Nouant des amitiés des deux côtés du «mur», Chloé vit de plus en plus mal ce climat de guerre larvée, où l’oppression le dispute à la misère. Le plus souvent impuissante, commise à une stricte neutralité, la jeune femme vit ce quotidien terrifiant comme un étau, perdant peu à peu toutes ses certitudes.
Deuxième long-métrage de fiction de la cinéaste canadienne Anaïs Barbeau-Lavalette, «Inch’ Allah» nous contraint à ouvrir les yeux, à nous confronter à l’inacceptable, à l’instar de cette scène, terrible, où un jeune soldat refuse l’accès à l’hôpital à une femme sur le point d’accoucher…
Adeline Stern
L’Ecume des jours
Jeune homme idéaliste, Colin (Romain Duris) rencontre l’amour grâce à Chloé (Audrey Tautou). Las, après un mariage de rêve, la jeune femme tombe malade, par la faute d’un nénuphar qui pousse dans son poumon.
Pour payer un traitement très singulier, Colin est alors contraint de travailler, exerçant des fonctions toujours plus absurdes. Malgré l’aide de Nicolas (Omar Sy), son cuisinier chauffeur, et son ami Chick (Gad Elmaleh), zélateur du philosophe Jean-Sol Partre, il va perdre pied… L’artisanat stupéfiant du réalisateur de «La Science des rêves» sied parfaitement à cette adaptation du roman culte de Boris Vian.
Au rythme du swing revisité de Duke Ellington, le spectateur fait son miel de la matérialisation d’un théâtre d’objets foldingue, dont le fameux «pianocktail», la soucoupe nuage ou la sonnette ambulante. Loin du lissage numérique qui prévaut désormais à nos rêves de cinéma, Gondry renoue brillamment avec la geste naïve combien poétique d’un Georges Méliès.
Vincent Adatte
Iron Man 3 (3D)
Super héros dont le caractère narcissique tranche sur les vertus de ses prédécesseurs, Iron Man alias Tony Stark (Robert Downey Jr) est de retour. Artisan tape à l’œil de la paix universelle, cet être égocentrique et séducteur sauve le monde de façon très bling-bling.
Très loin des crises de puberté affectant son jeune collègue Spider-Man ou des nœuds œdipiens incitant les Batman et autre Superman à mener une double vie frustrante d’humilité, Iron Man assume au grand jour sa condition particulière, en tire matière à une médiatisation qui flatte son orgueil.

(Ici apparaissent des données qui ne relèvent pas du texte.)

//! Metadata nodes
//!
//! One typed struct per OpenAPI object kind, wrapped in the [`MetadataNode`]
//! union. Rendering goes through serde: unset fields are skipped, field names
//! follow the OpenAPI spelling and internal fields (`refName`, identity
//! tokens) never reach the output.
//!
//! Component kinds (schemas, parameters, responses, request bodies, headers,
//! examples, links, security schemes) implement [`Component`] and can be
//! registered under `#/components/<category>/<name>`.

pub mod body;
pub mod operation;
pub mod parameter;
pub mod schema;
pub mod security;

pub use body::{Encoding, Example, Link, MediaType, RequestBody, Response};
pub use operation::{Operation, SecurityRequirement};
pub use parameter::{Header, Parameter, ParameterLocation};
pub use schema::{AdditionalProperties, Discriminator, Schema, Xml};
pub use security::{SecurityScheme, SecuritySchemeType};

use serde::{Deserialize, Serialize, Serializer};
use std::fmt;
use std::sync::atomic::{AtomicU64, Ordering};

use crate::collector::{Traverse, Walker};
use crate::error::Result;
use crate::holder::HolderRef;

/// Kind of a metadata node
#[derive(Debug, Clone, Copy, PartialEq, Eq, Hash, Serialize, Deserialize)]
#[serde(rename_all = "snake_case")]
pub enum NodeKind {
    Schema,
    Parameter,
    Response,
    RequestBody,
    Example,
    Header,
    Link,
    MediaType,
    Encoding,
    Discriminator,
    Xml,
    SecurityRequirement,
    SecurityScheme,
    Operation,
}

impl NodeKind {
    pub fn as_str(&self) -> &'static str {
        match self {
            NodeKind::Schema => "schema",
            NodeKind::Parameter => "parameter",
            NodeKind::Response => "response",
            NodeKind::RequestBody => "request_body",
            NodeKind::Example => "example",
            NodeKind::Header => "header",
            NodeKind::Link => "link",
            NodeKind::MediaType => "media_type",
            NodeKind::Encoding => "encoding",
            NodeKind::Discriminator => "discriminator",
            NodeKind::Xml => "xml",
            NodeKind::SecurityRequirement => "security_requirement",
            NodeKind::SecurityScheme => "security_scheme",
            NodeKind::Operation => "operation",
        }
    }

    /// Section of `#/components` this kind is registered under, if any
    pub fn component_category(&self) -> Option<&'static str> {
        match self {
            NodeKind::Schema => Some("schemas"),
            NodeKind::Parameter => Some("parameters"),
            NodeKind::Response => Some("responses"),
            NodeKind::RequestBody => Some("requestBodies"),
            NodeKind::Example => Some("examples"),
            NodeKind::Header => Some("headers"),
            NodeKind::Link => Some("links"),
            NodeKind::SecurityScheme => Some("securitySchemes"),
            _ => None,
        }
    }
}

impl fmt::Display for NodeKind {
    fn fmt(&self, f: &mut fmt::Formatter<'_>) -> fmt::Result {
        f.write_str(self.as_str())
    }
}

static NEXT_TOKEN: AtomicU64 = AtomicU64::new(1);

/// Process-unique identity of a node instance.
///
/// Used as the reference name of components that were never given one.
/// Every clone draws a new token, so a copied node is a distinct instance.
#[derive(Debug, PartialEq, Eq, Hash)]
pub struct NodeToken(u64);

impl NodeToken {
    pub fn next() -> Self {
        Self(NEXT_TOKEN.fetch_add(1, Ordering::Relaxed))
    }

    pub fn as_reference_name(&self) -> String {
        format!("{:016x}", self.0)
    }
}

impl Default for NodeToken {
    fn default() -> Self {
        Self::next()
    }
}

impl Clone for NodeToken {
    fn clone(&self) -> Self {
        Self::next()
    }
}

/// A node that can live under `#/components`
pub trait Component: Sized {
    const KIND: NodeKind;

    fn explicit_reference_name(&self) -> Option<&str>;

    fn set_reference_name(&mut self, name: String);

    fn token(&self) -> &NodeToken;

    fn from_node(node: &MetadataNode) -> Option<&Self>;

    fn into_node(self) -> MetadataNode;

    fn component_category(&self) -> &'static str {
        Self::KIND.component_category().unwrap_or("")
    }

    /// Explicit reference name, or the instance's identity token
    fn reference_name(&self) -> String {
        self.explicit_reference_name()
            .map(str::to_string)
            .unwrap_or_else(|| self.token().as_reference_name())
    }
}

macro_rules! impl_component {
    ($ty:ident, $kind:ident) => {
        impl $crate::node::Component for $ty {
            const KIND: $crate::node::NodeKind = $crate::node::NodeKind::$kind;

            fn explicit_reference_name(&self) -> Option<&str> {
                self.ref_name.as_deref()
            }

            fn set_reference_name(&mut self, name: String) {
                self.ref_name = Some(name);
            }

            fn token(&self) -> &$crate::node::NodeToken {
                &self.token
            }

            fn from_node(node: &$crate::node::MetadataNode) -> Option<&Self> {
                match node {
                    $crate::node::MetadataNode::$kind(inner) => Some(inner),
                    _ => None,
                }
            }

            fn into_node(self) -> $crate::node::MetadataNode {
                $crate::node::MetadataNode::$kind(self)
            }
        }

        impl From<$ty> for $crate::node::MetadataNode {
            fn from(inner: $ty) -> Self {
                $crate::node::MetadataNode::$kind(inner)
            }
        }
    };
}

pub(crate) use impl_component;

/// A described entity of any kind.
///
/// Deserializes externally tagged by kind (`{ schema: {...} }`) so metadata
/// can be authored in catalogs; serializes as the bare OpenAPI object.
#[derive(Debug, Clone, Deserialize)]
#[serde(rename_all = "snake_case")]
pub enum MetadataNode {
    Schema(Schema),
    Parameter(Parameter),
    Response(Response),
    RequestBody(RequestBody),
    Example(Example),
    Header(Header),
    Link(Link),
    MediaType(MediaType),
    Encoding(Encoding),
    Discriminator(Discriminator),
    Xml(Xml),
    SecurityRequirement(SecurityRequirement),
    SecurityScheme(SecurityScheme),
    Operation(Operation),
}

impl MetadataNode {
    pub fn kind(&self) -> NodeKind {
        match self {
            MetadataNode::Schema(_) => NodeKind::Schema,
            MetadataNode::Parameter(_) => NodeKind::Parameter,
            MetadataNode::Response(_) => NodeKind::Response,
            MetadataNode::RequestBody(_) => NodeKind::RequestBody,
            MetadataNode::Example(_) => NodeKind::Example,
            MetadataNode::Header(_) => NodeKind::Header,
            MetadataNode::Link(_) => NodeKind::Link,
            MetadataNode::MediaType(_) => NodeKind::MediaType,
            MetadataNode::Encoding(_) => NodeKind::Encoding,
            MetadataNode::Discriminator(_) => NodeKind::Discriminator,
            MetadataNode::Xml(_) => NodeKind::Xml,
            MetadataNode::SecurityRequirement(_) => NodeKind::SecurityRequirement,
            MetadataNode::SecurityScheme(_) => NodeKind::SecurityScheme,
            MetadataNode::Operation(_) => NodeKind::Operation,
        }
    }

    pub fn component_category(&self) -> Option<&'static str> {
        self.kind().component_category()
    }

    pub fn is_component(&self) -> bool {
        self.component_category().is_some()
    }

    /// Reference name of a component node, `None` for non-component kinds
    pub fn reference_name(&self) -> Option<String> {
        match self {
            MetadataNode::Schema(n) => Some(n.reference_name()),
            MetadataNode::Parameter(n) => Some(n.reference_name()),
            MetadataNode::Response(n) => Some(n.reference_name()),
            MetadataNode::RequestBody(n) => Some(n.reference_name()),
            MetadataNode::Example(n) => Some(n.reference_name()),
            MetadataNode::Header(n) => Some(n.reference_name()),
            MetadataNode::Link(n) => Some(n.reference_name()),
            MetadataNode::SecurityScheme(n) => Some(n.reference_name()),
            _ => None,
        }
    }

    /// Give a component a reference name unless it already has an explicit one
    pub fn set_default_reference_name(&mut self, name: impl Into<String>) {
        fn apply<C: Component>(component: &mut C, name: String) {
            if component.explicit_reference_name().is_none() {
                component.set_reference_name(name);
            }
        }

        let name = name.into();
        match self {
            MetadataNode::Schema(n) => apply(n, name),
            MetadataNode::Parameter(n) => apply(n, name),
            MetadataNode::Response(n) => apply(n, name),
            MetadataNode::RequestBody(n) => apply(n, name),
            MetadataNode::Example(n) => apply(n, name),
            MetadataNode::Header(n) => apply(n, name),
            MetadataNode::Link(n) => apply(n, name),
            MetadataNode::SecurityScheme(n) => apply(n, name),
            _ => {}
        }
    }

    pub fn as_component<C: Component>(&self) -> Option<&C> {
        C::from_node(self)
    }

    pub fn as_operation(&self) -> Option<&Operation> {
        match self {
            MetadataNode::Operation(op) => Some(op),
            _ => None,
        }
    }

    pub fn into_operation(self) -> Option<Operation> {
        match self {
            MetadataNode::Operation(op) => Some(op),
            _ => None,
        }
    }

    /// Render to a JSON value
    pub fn to_value(&self) -> Result<serde_json::Value> {
        Ok(serde_json::to_value(self)?)
    }
}

impl Serialize for MetadataNode {
    fn serialize<S: Serializer>(&self, serializer: S) -> std::result::Result<S::Ok, S::Error> {
        match self {
            MetadataNode::Schema(n) => n.serialize(serializer),
            MetadataNode::Parameter(n) => n.serialize(serializer),
            MetadataNode::Response(n) => n.serialize(serializer),
            MetadataNode::RequestBody(n) => n.serialize(serializer),
            MetadataNode::Example(n) => n.serialize(serializer),
            MetadataNode::Header(n) => n.serialize(serializer),
            MetadataNode::Link(n) => n.serialize(serializer),
            MetadataNode::MediaType(n) => n.serialize(serializer),
            MetadataNode::Encoding(n) => n.serialize(serializer),
            MetadataNode::Discriminator(n) => n.serialize(serializer),
            MetadataNode::Xml(n) => n.serialize(serializer),
            MetadataNode::SecurityRequirement(n) => n.serialize(serializer),
            MetadataNode::SecurityScheme(n) => n.serialize(serializer),
            MetadataNode::Operation(n) => n.serialize(serializer),
        }
    }
}

impl Traverse for MetadataNode {
    fn traverse(&self, holder: Option<&HolderRef>, walker: &mut Walker<'_>) -> Result<()> {
        match self {
            MetadataNode::Schema(n) => n.traverse(holder, walker),
            MetadataNode::Parameter(n) => n.traverse(holder, walker),
            MetadataNode::Response(n) => n.traverse(holder, walker),
            MetadataNode::RequestBody(n) => n.traverse(holder, walker),
            MetadataNode::Header(n) => n.traverse(holder, walker),
            MetadataNode::MediaType(n) => n.traverse(holder, walker),
            MetadataNode::Encoding(n) => n.traverse(holder, walker),
            MetadataNode::Operation(n) => n.traverse(holder, walker),
            MetadataNode::Example(_)
            | MetadataNode::Link(_)
            | MetadataNode::Discriminator(_)
            | MetadataNode::Xml(_)
            | MetadataNode::SecurityRequirement(_)
            | MetadataNode::SecurityScheme(_) => Ok(()),
        }
    }
}

#[cfg(test)]
mod tests {
    use super::*;

    #[test]
    fn test_component_categories() {
        assert_eq!(NodeKind::Schema.component_category(), Some("schemas"));
        assert_eq!(NodeKind::RequestBody.component_category(), Some("requestBodies"));
        assert_eq!(NodeKind::SecurityScheme.component_category(), Some("securitySchemes"));
        assert_eq!(NodeKind::Operation.component_category(), None);
        assert_eq!(NodeKind::MediaType.component_category(), None);
    }

    #[test]
    fn test_fallback_reference_names_are_unique() {
        let a = Schema::default();
        let b = a.clone();
        assert_ne!(a.reference_name(), b.reference_name());
    }

    #[test]
    fn test_default_reference_name_keeps_explicit_name() {
        let mut named: MetadataNode = Schema::default().named("Explicit").into();
        named.set_default_reference_name("Fallback");
        assert_eq!(named.reference_name().as_deref(), Some("Explicit"));

        let mut anonymous: MetadataNode = Schema::default().into();
        anonymous.set_default_reference_name("Fallback");
        assert_eq!(anonymous.reference_name().as_deref(), Some("Fallback"));
    }

    #[test]
    fn test_deserialize_tagged_node() {
        let node: MetadataNode =
            serde_json::from_value(serde_json::json!({"schema": {"type": "string"}})).unwrap();
        assert_eq!(node.kind(), NodeKind::Schema);
        assert_eq!(node.to_value().unwrap(), serde_json::json!({"type": "string"}));
    }

    #[test]
    fn test_rendering_is_idempotent() {
        let node: MetadataNode = Schema::of_type("integer").nullable().into();
        let first = serde_json::to_string(&node).unwrap();
        let second = serde_json::to_string(&node).unwrap();
        assert_eq!(first, second);
    }
}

Dans ce troisième volet bourré d’action et de dérision, notre chevalier point vraiment très preux occupe ses nuits d’insomnie à concevoir de nouvelles armures invincibles, jusqu’au jour où un soi-disant terroriste chinois commence à semer l’effroi en multipliant les attentats à la bombe. Menacé à son tour, Iron Man met à jour une vaste manipulation qui vise le Président des Etats-Unis en personne!
Vincent Adatte
Tad l’explorateur (3D)
Depuis sa plus tendre enfance, Tad rêve d’être archéologue. Timide ouvrier en bâtiment, il est la risée de ses collègues de travail, car il passe son temps à farfouiller les chantiers en quête d’improbables trésors archéologiques.

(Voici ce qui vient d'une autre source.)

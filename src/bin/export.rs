//! Document Export CLI
//!
//! Loads metadata catalogs, assembles the OpenAPI document and writes it as
//! JSON or YAML.

use anyhow::{bail, Context};
use clap::{Parser, ValueEnum};
use routedoc::config::{ExportFormat, OutputStyle};
use routedoc::{DocumentAssembler, MetadataCatalog, RoutedocConfig};
use std::fs;
use std::path::PathBuf;
use std::sync::Arc;
use tracing_subscriber::EnvFilter;

#[derive(Parser)]
#[command(name = "routedoc-export")]
#[command(about = "Assemble an OpenAPI document from route metadata catalogs")]
struct Cli {
    /// Config file (defaults to routedoc.toml lookup)
    #[arg(short, long)]
    config: Option<String>,

    /// Catalog files or directories, added to the configured ones
    #[arg(short = 'C', long = "catalog")]
    catalogs: Vec<PathBuf>,

    /// Output format
    #[arg(short, long, value_enum)]
    format: Option<Format>,

    /// Compact JSON output
    #[arg(long)]
    compact: bool,

    /// Output file (stdout if omitted)
    #[arg(short, long)]
    output: Option<PathBuf>,

    /// Emit empty operations for routes without operation metadata
    #[arg(long)]
    include_undescribed: bool,

    /// Fail on component name collisions
    #[arg(long)]
    strict: bool,
}

#[derive(Clone, Copy, ValueEnum)]
enum Format {
    Json,
    Yaml,
}

fn main() {
    tracing_subscriber::fmt()
        .with_env_filter(EnvFilter::from_default_env())
        .with_writer(std::io::stderr)
        .init();

    let cli = Cli::parse();

    if let Err(e) = run(cli) {
        eprintln!("Error: {:#}", e);
        std::process::exit(1);
    }
}

fn run(cli: Cli) -> anyhow::Result<()> {
    let mut config = RoutedocConfig::load_from(cli.config.as_deref()).context("loading config")?;
    if cli.include_undescribed {
        config.assembly.include_undescribed_operations = true;
    }
    if cli.strict {
        config.assembly.strict_component_names = true;
    }
    match cli.format {
        Some(Format::Json) => config.export.format = ExportFormat::Json,
        Some(Format::Yaml) => config.export.format = ExportFormat::Yaml,
        None => {}
    }
    if cli.compact {
        config.export.style = OutputStyle::Compact;
    }

    let mut paths = config.catalog_paths();
    paths.extend(cli.catalogs);
    if paths.is_empty() {
        bail!("no catalogs given; pass --catalog or set [catalog] paths");
    }

    let mut catalog = MetadataCatalog::new();
    catalog.load_paths(&paths).context("loading catalogs")?;
    let routes = catalog.routes().to_vec();
    eprintln!("📂 Loaded {} routes from {} catalog path(s)", routes.len(), paths.len());

    let mut assembler = DocumentAssembler::from_config(&config, Arc::new(catalog));
    assembler.add_routes(routes);

    let rendered = match (config.export.format, config.export.style) {
        (ExportFormat::Yaml, _) => assembler.to_yaml()?,
        (ExportFormat::Json, OutputStyle::Pretty) => assembler.to_json()?,
        (ExportFormat::Json, OutputStyle::Compact) => assembler.to_json_compact()?,
    };

    match cli.output {
        Some(path) => {
            fs::write(&path, &rendered).with_context(|| format!("writing {}", path.display()))?;
            eprintln!("✅ Wrote {}", path.display());
        }
        None => println!("{}", rendered),
    }
    Ok(())
}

Suite à un concours de circonstances, Tad est envoyé au Pérou à la place d’un vieux professeur d’archéologie, à la recherche de la moitié manquante d’une statuette inca au pouvoir mystérieux. A son arrivée, il tait sa véritable identité et se fait passer pour un grand aventurier. Il doit alors faire face à une bande de malfaiteurs cupides prêts à tout pour mettre la main sur un soi-disant eldorado…
Flanqué d’un perroquet muet et d’un guide très bavard, Tad va multiplier gaffes et maladresses… Très plaisant, destinée à toute la famille, ce film d’animation ibère et trépidant a connu en Espagne un immense succès en salles, décrochant trois Goya, équivalents hispaniques des Césars et autres Oscars!
Vincent Adatte
Viramundo
Dimanche 12 mai à 20h30, le film sera suivi d’une discussion avec le réalisateur puis suivi du traditionnel verre de l’amitié.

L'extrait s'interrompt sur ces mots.